> [Aim of the task]:
The answer should contain only the lines running from the line with "text.bold().to_string()" to the end of the material, reproduced verbatim.

> [Supplied information]:
────────

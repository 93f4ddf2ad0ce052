use colored::Colorize;

use crate::{
    cli::output::current_preferences,
    ledger::{CalendarCell, CalendarGrid, DayCell},
};

const WEEKDAYS: [&str; 7] = ["Sun", "Mon", "Tue", "Wed", "Thu", "Fri", "Sat"];
const CELL_WIDTH: usize = 5;

pub const LEGEND: &str = "[ ] selected   ( ) today   * has data";

/// Renders the month grid, Sunday first, five columns per day.
pub fn render(grid: &CalendarGrid) -> String {
    let color = current_preferences().color_enabled;
    let mut lines = vec![
        format!("{:^width$}", grid.month.title(), width = CELL_WIDTH * 7),
        WEEKDAYS
            .iter()
            .map(|day| format!("{:^width$}", day, width = CELL_WIDTH))
            .collect::<String>()
            .trim_end()
            .to_string(),
    ];

    for week in grid.cells.chunks(7) {
        let line: String = week
            .iter()
            .map(|cell| match cell {
                CalendarCell::Blank => " ".repeat(CELL_WIDTH),
                CalendarCell::Day(day) => day_cell(day, color),
            })
            .collect();
        lines.push(line.trim_end().to_string());
    }
    lines.push(LEGEND.to_string());
    lines.join("\n")
}

fn day_cell(day: &DayCell, color: bool) -> String {
    let (open, close) = if day.is_selected {
        ('[', ']')
    } else if day.is_today {
        ('(', ')')
    } else {
        (' ', ' ')
    };
    let marker = if day.has_data { '*' } else { ' ' };
    let text = format!("{open}{:>2}{close}{marker}", day.day);
    if !color {
        return text;
    }
    if day.is_selected {
        text.bold().to_string()
    } else if day.has_data {
        text.green().to_string()
    } else {
        text
    }
}

#[cfg(test)]
mod tests {
    use super::*;
    use crate::cli::output::{set_preferences, OutputPreferences};
    use crate::ledger::DateSelector;
    use chrono::NaiveDate;

    #[test]
    fn march_2024_layout_marks_days() {
        set_preferences(OutputPreferences {
            color_enabled: false,
        });
        let date = |d| NaiveDate::from_ymd_opt(2024, 3, d).unwrap();
        let mut selector = DateSelector::new(date(15));
        selector.select(date(1));
        let grid = selector.calendar_grid(date(15), |d| d == date(5));
        let rendered = render(&grid);
        let lines: Vec<&str> = rendered.lines().collect();

        assert_eq!(lines[0].trim(), "March 2024");
        assert!(lines[2].ends_with("[ 1]   2"));
        assert!(lines[3].contains("  5 *"));
        assert!(lines[4].contains("(15)"));
        assert_eq!(*lines.last().unwrap(), LEGEND);
    }
}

────────

> [Completed task]:
        text.bold().to_string()
    } else if day.has_data {
        text.green().to_string()
    } else {
        text
    }
}

#[cfg(test)]
mod tests {
    use super::*;
    use crate::cli::output::{set_preferences, OutputPreferences};
    use crate::ledger::DateSelector;
    use chrono::NaiveDate;

    #[test]
    fn march_2024_layout_marks_days() {
        set_preferences(OutputPreferences {
            color_enabled: false,
        });
        let date = |d| NaiveDate::from_ymd_opt(2024, 3, d).unwrap();
        let mut selector = DateSelector::new(date(15));
        selector.select(date(1));
        let grid = selector.calendar_grid(date(15), |d| d == date(5));
        let rendered = render(&grid);
        let lines: Vec<&str> = rendered.lines().collect();

        assert_eq!(lines[0].trim(), "March 2024");
        assert!(lines[2].ends_with("[ 1]   2"));
        assert!(lines[3].contains("  5 *"));
        assert!(lines[4].contains("(15)"));
        assert_eq!(*lines.last().unwrap(), LEGEND);
    }
}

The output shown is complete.